Dirty Work Pays Off For Arkansas Infielder

HOOVER, Ala. -- Arkansas second baseman Ben Tschepikow doesn't mind getting his uniform dirty.

He wears it like a badge of honor.

Maybe that's why so many Razorbacks fans saluted him for his defensive efforts Saturday.

Tschepikow's dirty work in the field soiled South Carolina's chances of winning time-and-time again in Regions Park.

Twice he belly-flopped to the turf to make two "I-can't-believe-what-I-just-saw" plays which ended in putouts.

Another time -- it was the eighth inning -- he knocked down a potential hit at the most critical time in the game.

Basically, he put on a fielding clinic during his team's 3-2 win against South Carolina in a Southeastern Conference Tournament thriller.

He got two thumbs up from both teams.

"Tschep saved the game, basically," Arkansas catcher Brian Walker said. "The plays that he made were great. He's a great ballplayer. The sky is the limit. He'll play as long as he wants to.

"He was a big part of the win today."

South Carolina coach Ray Tanner couldn't argue.

"We worked to get runners in scoring position," Tanner said. "(Phil) Disher walked there (in the eighth) and Tschepikow tries to keep us out of the game today by himself.

"He made some nice plays with the glove at second base and came up with some balls that could have made a difference."

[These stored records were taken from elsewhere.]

//! Sliding-window relationship metrics and pattern-shift detection.
//!
//! Distinct message days are sorted and cut into windows of `window_days`
//! consecutive entries, starting every `step` days. A trailing window with
//! fewer than `window_days` days is never produced, so `N` distinct days
//! yield `floor((N - W) / step) + 1` windows when `N >= W` and none otherwise.
//!
//! Each window's content and sentiment figures come from the same
//! aggregators used for the whole corpus, run over the window's messages.

use std::collections::BTreeMap;

use serde::{Deserialize, Serialize};
use tracing::{debug, info};

use super::content::sender_content;
use super::keys::{DayKey, Sender};
use super::sentiment::{SentimentScorer, analyze_sentiment};
use crate::Message;
use crate::config::AnalysisConfig;

/// Metrics of one window.
#[derive(Debug, Clone, Default, PartialEq, Serialize, Deserialize)]
#[serde(rename_all = "camelCase")]
pub struct WindowMetrics {
    /// First day in the window.
    pub start_date: DayKey,
    /// Last day in the window.
    pub end_date: DayKey,
    /// Distinct days with messages in the window.
    pub day_count: usize,
    pub message_count: usize,
    pub messages_by_sender: BTreeMap<Sender, usize>,
    /// `message_count / day_count`.
    pub messages_per_day: f64,
    /// Share of messages whose predecessor in the window has another sender.
    pub response_frequency: f64,
    pub avg_length_by_sender: BTreeMap<Sender, f64>,
    pub avg_sentiment_by_sender: BTreeMap<Sender, f64>,
}

/// A change of cadence between two adjacent windows.
#[derive(Debug, Clone, PartialEq, Serialize, Deserialize)]
#[serde(rename_all = "camelCase")]
pub struct PatternShift {
    /// Start of the later window.
    pub date: DayKey,
    /// Relative change in messages per day; `None` when the earlier window
    /// had none.
    #[serde(default, skip_serializing_if = "Option::is_none")]
    pub frequency_change: Option<f64>,
    /// Relative change in response frequency; `None` when the earlier
    /// window's was zero.
    #[serde(default, skip_serializing_if = "Option::is_none")]
    pub response_change: Option<f64>,
    pub previous: WindowMetrics,
    pub current: WindowMetrics,
}

#[derive(Debug, Clone, Default, PartialEq, Serialize, Deserialize)]
#[serde(rename_all = "camelCase")]
pub struct RelationshipAnalysis {
    pub window_metrics: Vec<WindowMetrics>,
    pub pattern_shifts: Vec<PatternShift>,
}

/// Groups messages by calendar day, keeping sequence order within a day.
/// Messages without a valid timestamp are left out.
pub fn day_buckets<'a, I>(messages: I) -> BTreeMap<DayKey, Vec<&'a Message>>
where
    I: IntoIterator<Item = &'a Message>,
{
    let mut days: BTreeMap<DayKey, Vec<&'a Message>> = BTreeMap::new();
    for msg in messages {
        if let Some(ts) = msg.timestamp {
            days.entry(DayKey::of(ts)).or_default().push(msg);
        }
    }
    days
}

/// Start indices of every full window over `day_count` days.
///
/// # Example
///
/// ```rust
/// use chatpulse::analysis::relationship::window_starts;
///
/// let starts: Vec<usize> = window_starts(61, 30, 15).collect();
/// assert_eq!(starts, vec![0, 15, 30]);
/// ```
pub fn window_starts(day_count: usize, window_days: usize, step: usize) -> impl Iterator<Item = usize> {
    let last = if window_days == 0 {
        None
    } else {
        day_count.checked_sub(window_days)
    };
    (0..).step_by(step.max(1)).take_while(move |&start| last.is_some_and(|last| start <= last))
}

/// Metrics for one window of day buckets.
pub fn window_metrics(days: &[(DayKey, Vec<&Message>)], scorer: &dyn SentimentScorer) -> WindowMetrics {
    let messages: Vec<&Message> = days.iter().flat_map(|(_, msgs)| msgs.iter().copied()).collect();
    let message_count = messages.len();
    let day_count = days.len();

    let mut messages_by_sender: BTreeMap<Sender, usize> = BTreeMap::new();
    for msg in &messages {
        *messages_by_sender
            .entry(Sender::new(msg.sender.as_str()))
            .or_insert(0) += 1;
    }

    let replies = messages
        .windows(2)
        .filter(|pair| pair[0].sender != pair[1].sender)
        .count();

    WindowMetrics {
        start_date: days.first().map(|(day, _)| *day).unwrap_or_default(),
        end_date: days.last().map(|(day, _)| *day).unwrap_or_default(),
        day_count,
        message_count,
        messages_by_sender,
        messages_per_day: ratio(message_count, day_count),
        response_frequency: ratio(replies, message_count),
        avg_length_by_sender: sender_content(messages.iter().copied()).avg_length_by_sender,
        avg_sentiment_by_sender: analyze_sentiment(messages.iter().copied(), scorer)
            .avg_sentiment_by_sender,
    }
}

/// `(curr - prev) / prev`, or `None` when `prev` is zero.
pub fn relative_change(prev: f64, curr: f64) -> Option<f64> {
    (prev != 0.0).then(|| (curr - prev) / prev)
}

/// Compares each window with the one before it. A shift is recorded when
/// either relative change exceeds `threshold` in absolute value.
pub fn detect_shifts(windows: &[WindowMetrics], threshold: f64) -> Vec<PatternShift> {
    windows
        .windows(2)
        .filter_map(|pair| {
            let (previous, current) = (&pair[0], &pair[1]);
            let frequency_change = relative_change(previous.messages_per_day, current.messages_per_day);
            let response_change =
                relative_change(previous.response_frequency, current.response_frequency);

            let exceeds = |change: Option<f64>| change.is_some_and(|c| c.abs() > threshold);
            if !exceeds(frequency_change) && !exceeds(response_change) {
                return None;
            }

            debug!(
                date = %current.start_date,
                ?frequency_change,
                ?response_change,
                "pattern shift"
            );
            Some(PatternShift {
                date: current.start_date,
                frequency_change,
                response_change,
                previous: previous.clone(),
                current: current.clone(),
            })
        })
        .collect()
}

/// Builds every window and detects shifts between neighbours.
pub fn analyze_relationship(
    messages: &[Message],
    config: &AnalysisConfig,
    scorer: &dyn SentimentScorer,
) -> RelationshipAnalysis {
    let days: Vec<(DayKey, Vec<&Message>)> = day_buckets(messages).into_iter().collect();
    let window_days = config.window_days;

    let window_metrics: Vec<WindowMetrics> =
        window_starts(days.len(), window_days, config.effective_step())
            .map(|start| window_metrics(&days[start..start + window_days], scorer))
            .collect();
    let pattern_shifts = detect_shifts(&window_metrics, config.shift_threshold);

    info!(
        days = days.len(),
        windows = window_metrics.len(),
        shifts = pattern_shifts.len(),
        "relationship windows analyzed"
    );
    RelationshipAnalysis {
        window_metrics,
        pattern_shifts,
    }
}

fn ratio(numerator: usize, denominator: usize) -> f64 {
    if denominator == 0 {
        0.0
    } else {
        numerator as f64 / denominator as f64
    }
}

Tschepikow dismissed his defense as being magical, but admitted he might have had his best body of work on display Saturday.

"Those two plays I made today are probably up there with the top two or three plays I've ever made," Tschepikow said. "I remember making a play or two when I was 9 or 10 when I was playing shortstop, but those were probably the best two I've made.

"I just wanted to do something to help us win."

Tschepikow did something to help Arkansas win at the plate, too. He dropped down a sacrifice bunt in the third inning, and hit a ground-rule double to start the sixth.

Still, the majority of conversation surrounding 5-foot-11, 195-pound junior from Fayetteville, was his infield play.

"No, I don't mind getting my uniform dirty," Tschepikow said. "That's just playing hard-nosed baseball. If you don't get some dirt on it, you haven't done your job as an infielder.

"We emphasize playing hard and getting dirty."